BEGIN
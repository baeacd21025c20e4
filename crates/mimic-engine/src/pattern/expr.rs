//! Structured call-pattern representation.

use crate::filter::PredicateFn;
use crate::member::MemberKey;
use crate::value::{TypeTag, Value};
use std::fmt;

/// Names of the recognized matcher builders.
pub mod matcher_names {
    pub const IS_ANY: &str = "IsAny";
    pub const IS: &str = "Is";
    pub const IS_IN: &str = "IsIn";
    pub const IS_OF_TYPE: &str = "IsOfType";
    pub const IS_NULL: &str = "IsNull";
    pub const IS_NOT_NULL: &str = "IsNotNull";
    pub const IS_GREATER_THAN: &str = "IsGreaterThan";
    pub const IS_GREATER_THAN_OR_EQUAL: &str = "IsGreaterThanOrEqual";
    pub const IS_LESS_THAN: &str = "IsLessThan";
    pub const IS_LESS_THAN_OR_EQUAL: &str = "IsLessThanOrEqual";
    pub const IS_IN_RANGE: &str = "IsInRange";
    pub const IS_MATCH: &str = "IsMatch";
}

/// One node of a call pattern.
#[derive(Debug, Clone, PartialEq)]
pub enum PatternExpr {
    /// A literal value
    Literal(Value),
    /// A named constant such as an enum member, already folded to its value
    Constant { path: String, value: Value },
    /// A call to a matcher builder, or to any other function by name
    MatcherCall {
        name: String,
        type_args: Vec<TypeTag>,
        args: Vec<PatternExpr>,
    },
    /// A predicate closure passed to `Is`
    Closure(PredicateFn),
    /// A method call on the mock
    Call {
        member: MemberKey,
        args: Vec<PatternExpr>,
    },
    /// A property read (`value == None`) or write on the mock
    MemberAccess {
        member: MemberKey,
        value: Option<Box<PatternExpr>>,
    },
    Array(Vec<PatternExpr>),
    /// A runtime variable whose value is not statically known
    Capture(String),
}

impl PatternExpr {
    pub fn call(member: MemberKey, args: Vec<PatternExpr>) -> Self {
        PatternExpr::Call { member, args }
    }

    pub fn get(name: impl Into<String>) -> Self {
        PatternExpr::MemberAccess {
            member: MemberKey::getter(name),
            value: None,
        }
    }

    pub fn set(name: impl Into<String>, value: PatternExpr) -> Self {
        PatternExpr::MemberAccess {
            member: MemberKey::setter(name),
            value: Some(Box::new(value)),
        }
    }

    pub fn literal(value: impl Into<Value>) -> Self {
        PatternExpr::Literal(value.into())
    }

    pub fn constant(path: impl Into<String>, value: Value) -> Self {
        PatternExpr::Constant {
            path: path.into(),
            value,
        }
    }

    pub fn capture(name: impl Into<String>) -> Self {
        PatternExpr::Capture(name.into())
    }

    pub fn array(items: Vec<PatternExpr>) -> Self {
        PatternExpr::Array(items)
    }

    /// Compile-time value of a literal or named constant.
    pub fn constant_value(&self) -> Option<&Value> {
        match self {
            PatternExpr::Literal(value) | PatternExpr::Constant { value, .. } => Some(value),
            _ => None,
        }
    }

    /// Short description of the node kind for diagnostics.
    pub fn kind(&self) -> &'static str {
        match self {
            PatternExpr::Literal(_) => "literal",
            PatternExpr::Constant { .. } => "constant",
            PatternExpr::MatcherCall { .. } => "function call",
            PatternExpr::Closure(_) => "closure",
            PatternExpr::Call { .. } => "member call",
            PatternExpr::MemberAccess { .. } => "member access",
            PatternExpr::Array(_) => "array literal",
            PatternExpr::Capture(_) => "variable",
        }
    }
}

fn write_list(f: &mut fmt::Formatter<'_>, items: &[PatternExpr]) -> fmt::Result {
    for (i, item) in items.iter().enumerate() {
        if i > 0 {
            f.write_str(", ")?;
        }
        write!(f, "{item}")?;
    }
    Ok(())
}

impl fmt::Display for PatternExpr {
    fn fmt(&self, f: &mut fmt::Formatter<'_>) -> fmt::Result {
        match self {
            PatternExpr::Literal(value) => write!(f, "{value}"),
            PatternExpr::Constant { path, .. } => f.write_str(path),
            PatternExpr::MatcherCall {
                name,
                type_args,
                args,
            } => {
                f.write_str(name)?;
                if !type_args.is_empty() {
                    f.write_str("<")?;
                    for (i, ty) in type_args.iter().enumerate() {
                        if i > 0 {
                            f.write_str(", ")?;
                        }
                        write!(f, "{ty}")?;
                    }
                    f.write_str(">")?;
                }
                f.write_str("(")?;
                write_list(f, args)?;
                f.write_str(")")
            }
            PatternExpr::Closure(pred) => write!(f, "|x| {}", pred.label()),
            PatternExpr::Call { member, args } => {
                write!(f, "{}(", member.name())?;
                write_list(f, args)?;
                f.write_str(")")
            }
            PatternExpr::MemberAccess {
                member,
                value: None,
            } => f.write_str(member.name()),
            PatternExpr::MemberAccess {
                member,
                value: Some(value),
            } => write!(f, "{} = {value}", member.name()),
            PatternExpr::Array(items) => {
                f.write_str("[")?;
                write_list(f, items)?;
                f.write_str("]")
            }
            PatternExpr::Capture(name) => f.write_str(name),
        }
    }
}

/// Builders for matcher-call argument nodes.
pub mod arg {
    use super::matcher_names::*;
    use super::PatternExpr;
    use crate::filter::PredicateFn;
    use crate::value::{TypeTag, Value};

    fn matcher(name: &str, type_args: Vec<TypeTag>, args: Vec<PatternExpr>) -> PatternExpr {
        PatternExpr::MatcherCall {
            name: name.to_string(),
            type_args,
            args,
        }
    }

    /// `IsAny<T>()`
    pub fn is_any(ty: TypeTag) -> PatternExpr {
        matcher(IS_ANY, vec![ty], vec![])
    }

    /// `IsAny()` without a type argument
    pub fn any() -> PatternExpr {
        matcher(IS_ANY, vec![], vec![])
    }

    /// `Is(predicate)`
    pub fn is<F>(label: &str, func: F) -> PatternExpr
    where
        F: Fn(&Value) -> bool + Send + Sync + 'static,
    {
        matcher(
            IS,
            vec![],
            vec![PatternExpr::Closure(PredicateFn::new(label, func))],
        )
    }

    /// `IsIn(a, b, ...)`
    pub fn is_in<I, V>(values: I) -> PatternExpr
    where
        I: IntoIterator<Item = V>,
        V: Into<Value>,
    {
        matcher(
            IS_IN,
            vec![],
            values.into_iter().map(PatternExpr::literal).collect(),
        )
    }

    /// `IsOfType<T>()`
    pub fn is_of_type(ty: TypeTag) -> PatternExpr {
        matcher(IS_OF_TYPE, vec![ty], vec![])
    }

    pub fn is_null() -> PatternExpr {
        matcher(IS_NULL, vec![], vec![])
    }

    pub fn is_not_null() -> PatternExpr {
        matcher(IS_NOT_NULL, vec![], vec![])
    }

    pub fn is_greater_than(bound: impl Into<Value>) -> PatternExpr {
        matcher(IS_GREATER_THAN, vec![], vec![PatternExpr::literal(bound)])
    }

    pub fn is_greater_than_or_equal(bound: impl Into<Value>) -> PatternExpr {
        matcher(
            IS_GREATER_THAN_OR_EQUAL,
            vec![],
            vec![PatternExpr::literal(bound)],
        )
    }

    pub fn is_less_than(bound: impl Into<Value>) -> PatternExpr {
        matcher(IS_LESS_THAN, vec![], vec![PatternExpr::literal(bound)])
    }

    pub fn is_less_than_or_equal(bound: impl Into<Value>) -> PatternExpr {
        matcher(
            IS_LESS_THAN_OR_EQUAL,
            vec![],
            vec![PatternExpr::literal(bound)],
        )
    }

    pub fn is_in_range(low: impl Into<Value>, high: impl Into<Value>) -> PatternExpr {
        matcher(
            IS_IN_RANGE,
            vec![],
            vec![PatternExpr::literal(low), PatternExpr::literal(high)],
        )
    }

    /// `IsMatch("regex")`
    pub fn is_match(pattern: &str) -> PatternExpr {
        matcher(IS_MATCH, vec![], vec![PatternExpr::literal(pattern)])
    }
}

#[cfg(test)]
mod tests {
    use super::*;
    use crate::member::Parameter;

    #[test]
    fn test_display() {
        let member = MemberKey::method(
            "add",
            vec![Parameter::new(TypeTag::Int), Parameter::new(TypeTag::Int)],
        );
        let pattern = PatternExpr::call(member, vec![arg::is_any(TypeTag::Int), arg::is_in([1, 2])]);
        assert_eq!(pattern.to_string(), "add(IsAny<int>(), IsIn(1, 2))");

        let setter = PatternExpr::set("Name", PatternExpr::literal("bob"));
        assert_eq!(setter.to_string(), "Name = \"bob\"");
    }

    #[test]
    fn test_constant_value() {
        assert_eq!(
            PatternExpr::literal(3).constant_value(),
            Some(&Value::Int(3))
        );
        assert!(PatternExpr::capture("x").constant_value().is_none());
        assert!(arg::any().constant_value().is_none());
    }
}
END
_WORK ORDER_. Could you report every line of the material that contains the string "Result"?

_WRITTEN REPLY_.
fn write_list(f: &mut fmt::Formatter<'_>, items: &[PatternExpr]) -> fmt::Result {
    fn fmt(&self, f: &mut fmt::Formatter<'_>) -> fmt::Result {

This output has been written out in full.